* _What the task requires_: What lines of the data hold the string "template"? Copy them all.

* _Records for the task_:
//! Compile-time error taxonomy for the regex-chess compiler.
//!
//! Every failure described in spec §7 is fatal: there is no partial rule
//! list, only a complete one or an error. Each variant carries enough
//! context (opcode name, node shape, tag) to point at the offending part of
//! the call tree or opcode stream.

use thiserror::Error;

/// A fatal compile-time error.
#[derive(Debug, Error, Clone, PartialEq, Eq)]
pub enum CompileError {
    /// The linearizer or assembler encountered an opcode name it does not
    /// recognize.
    #[error("unknown opcode `{0}`")]
    UnknownOpcode(String),

    /// An expression operator was applied to an operand of the wrong kind
    /// (e.g. string concatenation on an `Int`-kinded operand).
    #[error("kind mismatch lowering `{op}`: expected {expected}, found {found}")]
    KindMismatch {
        op: String,
        expected: String,
        found: String,
    },

    /// The tracer exhausted its iteration budget without the call tree
    /// reaching a state where every branch has two non-`None` children.
    #[error("tracing did not converge after {iterations} iterations (K={max})")]
    TraceDidNotConverge { iterations: usize, max: usize },

    /// A branch node still has an unexplored (`None`) child at linearization
    /// or assembly time.
    #[error("branch node at `{context}` has an incomplete child")]
    IncompleteBranch { context: String },

    /// A literal of a kind the expression lowerer does not support appeared
    /// in the call tree (only `Int`, `Str`, `Bool` are supported).
    #[error("unsupported literal kind `{0}`")]
    UnsupportedLiteral(String),

    /// An opcode's rule-building routine produced a pattern that the
    /// backing `regex` engine rejects.
    #[error("bad regex for opcode `{opcode}`: {source}")]
    BadRegex { opcode: String, source: String },
}

/// Result type used throughout the compiler pipeline.
pub type CompileResult<T> = Result<T, CompileError>;
//! Rewrite rules and the machine that runs them (spec §3 "Rewrite rule",
//! §4.A, §6 "Consumer contract").
//!
//! A `Rule` is a `(pattern, replacement)` pair applied as a *global*
//! substitution to the entire text state, left to right, exactly once per
//! rule (spec §3). The instruction library's patterns rely on
//! pattern-side backreferences (e.g. `eq`'s `([^\n]*)\n\2\n`), which the
//! backtracking-free `regex` crate cannot express, so this module executes
//! rules with `fancy_regex`, a real backtracking engine (see DESIGN.md).
//!
//! Numbered backreferences in the replacement template mirror Python
//! `re.sub`'s replacement-template escaping, which the instruction library
//! was written against: a bare `\N` greedily consumes two digits when a
//! group with that two-digit number exists (so `\12` means group 12, not
//! group 1 followed by a literal `2`), falling back to one digit otherwise;
//! `\g<n>` is an explicit, unambiguous group reference of any width; and
//! `\n`/`\t`/`\\` fall back to their literal-character meaning when the
//! digits don't resolve to a real group.

use fancy_regex::Regex;
use std::fmt;

/// One compiled `(pattern, replacement)` rewrite rule.
///
/// `op` names the opcode that produced this rule (e.g. `eq`, `push_int`); it
/// has no effect on matching and exists only so the JS serialization format
/// (spec §6, mirroring `write_regex_json.py`'s `[op, /pattern/gm, repl]`
/// triples) can tag each rule with its originating instruction.
#[derive(Clone)]
pub struct Rule {
    pub pattern: String,
    pub replacement: String,
    pub op: String,
    regex: Regex,
}

impl fmt::Debug for Rule {
    fn fmt(&self, f: &mut fmt::Formatter<'_>) -> fmt::Result {
        f.debug_struct("Rule")
            .field("op", &self.op)
            .field("pattern", &self.pattern)
            .field("replacement", &self.replacement)
            .finish()
    }
}

impl PartialEq for Rule {
    fn eq(&self, other: &Self) -> bool {
        self.pattern == other.pattern && self.replacement == other.replacement
    }
}
impl Eq for Rule {}

#[derive(Debug, thiserror::Error)]
#[error("invalid rewrite rule pattern `{pattern}`: {source}")]
pub struct RuleCompileError {
    pattern: String,
    #[source]
    source: fancy_regex::Error,
}

impl Rule {
    pub fn new(pattern: impl Into<String>, replacement: impl Into<String>) -> Result<Self, RuleCompileError> {
        Rule::new_named("", pattern, replacement)
    }

    pub fn new_named(
        op: impl Into<String>,
        pattern: impl Into<String>,
        replacement: impl Into<String>,
    ) -> Result<Self, RuleCompileError> {
        let pattern = pattern.into();
        let regex = Regex::new(&pattern).map_err(|source| RuleCompileError { pattern: pattern.clone(), source })?;
        Ok(Rule { pattern, replacement: replacement.into(), op: op.into(), regex })
    }

    /// Apply this rule once, as a global substitution, to `text`.
    pub fn apply(&self, text: &str) -> String {
        let mut out = String::with_capacity(text.len());
        let mut last_end = 0usize;
        let mut search_from = 0usize;

        while search_from <= text.len() {
            let Ok(Some(m)) = self.regex.captures_from_pos(text, search_from).map(|o| o) else { break };
            let Some(caps) = m else { break };
            let whole = caps.get(0).expect("capture group 0 always present on a match");
            out.push_str(&text[last_end..whole.start()]);
            expand_replacement(&caps, &self.replacement, &mut out);
            last_end = whole.end();

            search_from = if whole.end() > whole.start() {
                whole.end()
            } else {
                // Zero-width match: advance one char to avoid looping forever,
                // copying the skipped character through unchanged.
                match text[whole.end()..].chars().next() {
                    Some(c) => {
                        out.push_str(&text[last_end..last_end + c.len_utf8()]);
                        last_end += c.len_utf8();
                        whole.end() + c.len_utf8()
                    }
                    None => break,
                }
            };
        }
        out.push_str(&text[last_end..]);
        out
    }
}

/// An ordered list of rules, applied left-to-right, once each, to a single
/// text buffer (spec §4.F "Assembler": "The full program rule list is the
/// in-order concatenation").
#[derive(Debug, Clone, Default, PartialEq, Eq)]
pub struct RuleList(pub Vec<Rule>);

impl RuleList {
    pub fn new() -> Self {
        RuleList(Vec::new())
    }

    pub fn extend_from(&mut self, other: impl IntoIterator<Item = Rule>) {
        self.0.extend(other);
    }

    /// Apply every rule once, in order, to `state` (spec §5 "Ordering
    /// guarantees": "across rules in one opcode, strictly sequential").
    pub fn apply_all(&self, mut state: String) -> String {
        for rule in &self.0 {
            state = rule.apply(&state);
        }
        state
    }

    pub fn len(&self) -> usize {
        self.0.len()
    }

    pub fn is_empty(&self) -> bool {
        self.0.is_empty()
    }

    pub fn iter(&self) -> std::slice::Iter<'_, Rule> {
        self.0.iter()
    }
}

/// Expand a Python-`re.sub`-style replacement template against one match's
/// captures, appending the result to `out`.
fn expand_replacement(caps: &fancy_regex::Captures, template: &str, out: &mut String) {
    let bytes = template.as_bytes();
    let mut i = 0usize;
    while i < bytes.len() {
        if bytes[i] != b'\\' || i + 1 >= bytes.len() {
            out.push(bytes[i] as char);
            i += 1;
            continue;
        }

        let next = bytes[i + 1];
        if next == b'g' && i + 2 < bytes.len() && bytes[i + 2] == b'<' {
            if let Some(close) = template[i + 3..].find('>') {
                let num_str = &template[i + 3..i + 3 + close];
                if let Ok(n) = num_str.parse::<usize>() {
                    push_group(caps, n, out);
                    i = i + 3 + close + 1;
                    continue;
                }
            }
            out.push('\\');
            i += 1;
            continue;
        }

        if next.is_ascii_digit() && next != b'0' {
            let one_digit = (next - b'0') as usize;
            if i + 2 < bytes.len() && bytes[i + 2].is_ascii_digit() {
                let two_digit = one_digit * 10 + (bytes[i + 2] - b'0') as usize;
                if caps.get(two_digit).is_some() {
                    push_group(caps, two_digit, out);
                    i += 3;
                    continue;
                }
            }
            push_group(caps, one_digit, out);
            i += 2;
            continue;
        }

        if next == b'n' {
            out.push('\n');
            i += 2;
            continue;
        }
        if next == b't' {
            out.push('\t');
            i += 2;
            continue;
        }
        if next == b'\\' {
            out.push('\\');
            i += 2;
            continue;
        }

        out.push(next as char);
        i += 2;
    }
}

fn push_group(caps: &fancy_regex::Captures, n: usize, out: &mut String) {
    if let Some(m) = caps.get(n) {
        out.push_str(m.as_str());
    }
}

#[cfg(test)]
mod tests {
    use super::*;

    #[test]
    fn apply_replaces_all_non_overlapping_matches() {
        let rule = Rule::new("a", "b").unwrap();
        assert_eq!(rule.apply("aaa"), "bbb");
    }

    #[test]
    fn apply_supports_pattern_side_backreference() {
        // Mirrors `eq`'s identical-stack-values pattern.
        let rule = Rule::new(r"(%%\n#stack:\n)([^\n]*)\n\2\n", "\\1`True\n").unwrap();
        assert_eq!(rule.apply("%%\n#stack:\nx\nx\n"), "%%\n#stack:\n`True\n");
        assert_eq!(rule.apply("%%\n#stack:\nx\ny\n"), "%%\n#stack:\nx\ny\n");
    }

    #[test]
    fn replacement_distinguishes_group_ref_from_newline_escape() {
        let rule = Rule::new(r"(a)(b)", "\\1\\n\\2").unwrap();
        assert_eq!(rule.apply("ab"), "a\nb");
    }

    #[test]
    fn replacement_supports_g_angle_bracket_form() {
        let rule = Rule::new(r"(a)(b)(c)(d)(e)(f)(g)(h)(i)(j)", "\\g<10>").unwrap();
        assert_eq!(rule.apply("abcdefghij"), "j");
    }

    #[test]
    fn replacement_greedily_parses_two_digit_bare_backreference() {
        let pattern = "(a)(b)(c)(d)(e)(f)(g)(h)(i)(j)(k)(l)";
        let rule = Rule::new(pattern, "\\12").unwrap();
        assert_eq!(rule.apply("abcdefghijkl"), "l");
    }

    #[test]
    fn replacement_falls_back_to_one_digit_when_two_digit_group_absent() {
        let rule = Rule::new("(a)(b)", "\\12").unwrap();
        assert_eq!(rule.apply("ab"), "a2");
    }
}
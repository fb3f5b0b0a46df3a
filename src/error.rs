use thiserror::Error;

#[derive(Debug, Error)]
pub enum Error {
    #[error("no URL or video ID provided")]
    MissingInput,

    #[error("search query is required")]
    MissingQuery,

    #[error("could not extract a video ID from: {0}")]
    InvalidUrl(String),

    #[error("no captions available for video {0}")]
    NoTranscriptAvailable(String),

    #[error("could not fetch transcript: {0}")]
    TranscriptFetchFailed(String),

    /// A transcript source failed for a reason other than caption absence.
    #[error("{0}")]
    Source(String),

    #[error("selected model is currently rate limited or unavailable, please try a different model")]
    ModelUnavailable,

    #[error("{0}")]
    Upstream(String),

    #[error("HTTP error: {0}")]
    Http(#[from] reqwest::Error),

    #[error("IO error: {0}")]
    Io(#[from] std::io::Error),

    #[error("config parse error: {0}")]
    Toml(#[from] toml::de::Error),

    #[error("missing {0} environment variable")]
    Config(&'static str),
}

pub type Result<T> = std::result::Result<T, Error>;
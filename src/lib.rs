pub mod completions;
pub mod config;
pub mod error;
pub mod output;
pub mod pipeline;
pub mod search;
pub mod sources;

pub use error::{Error, Result};

const VIDEO_ID_PATTERNS: &[&str] = &[
    r"(?:youtube\.com/watch\?.*v=)([a-zA-Z0-9_-]{11})",
    r"youtu\.be/([a-zA-Z0-9_-]{11})",
    r"youtube\.com/embed/([a-zA-Z0-9_-]{11})",
    r"youtube\.com/shorts/([a-zA-Z0-9_-]{11})",
];

/// Extract the 11-character video ID from a YouTube URL or bare ID
pub fn extract_video_id(input: &str) -> Option<String> {
    let input = input.trim();

    if regex::Regex::new(r"^[a-zA-Z0-9_-]{11}$").unwrap().is_match(input) {
        return Some(input.to_string());
    }

    for pattern in VIDEO_ID_PATTERNS {
        if let Some(caps) = regex::Regex::new(pattern).unwrap().captures(input) {
            return Some(caps[1].to_string());
        }
    }

    None
}

/// Canonical `watch?v=<id>` form of a video URL.
///
/// Inputs with no recognizable video ID pass through unchanged; callers that
/// require an ID must treat [`extract_video_id`] returning `None` as fatal.
pub fn canonicalize_url(input: &str) -> String {
    match extract_video_id(input) {
        Some(id) => format!("https://www.youtube.com/watch?v={id}"),
        None => input.to_string(),
    }
}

* _Written solution_:
//! Numbered backreferences in the replacement template mirror Python
//! `re.sub`'s replacement-template escaping, which the instruction library
/// Expand a Python-`re.sub`-style replacement template against one match's
fn expand_replacement(caps: &fancy_regex::Captures, template: &str, out: &mut String) {
    let bytes = template.as_bytes();
            if let Some(close) = template[i + 3..].find('>') {
                let num_str = &template[i + 3..i + 3 + close];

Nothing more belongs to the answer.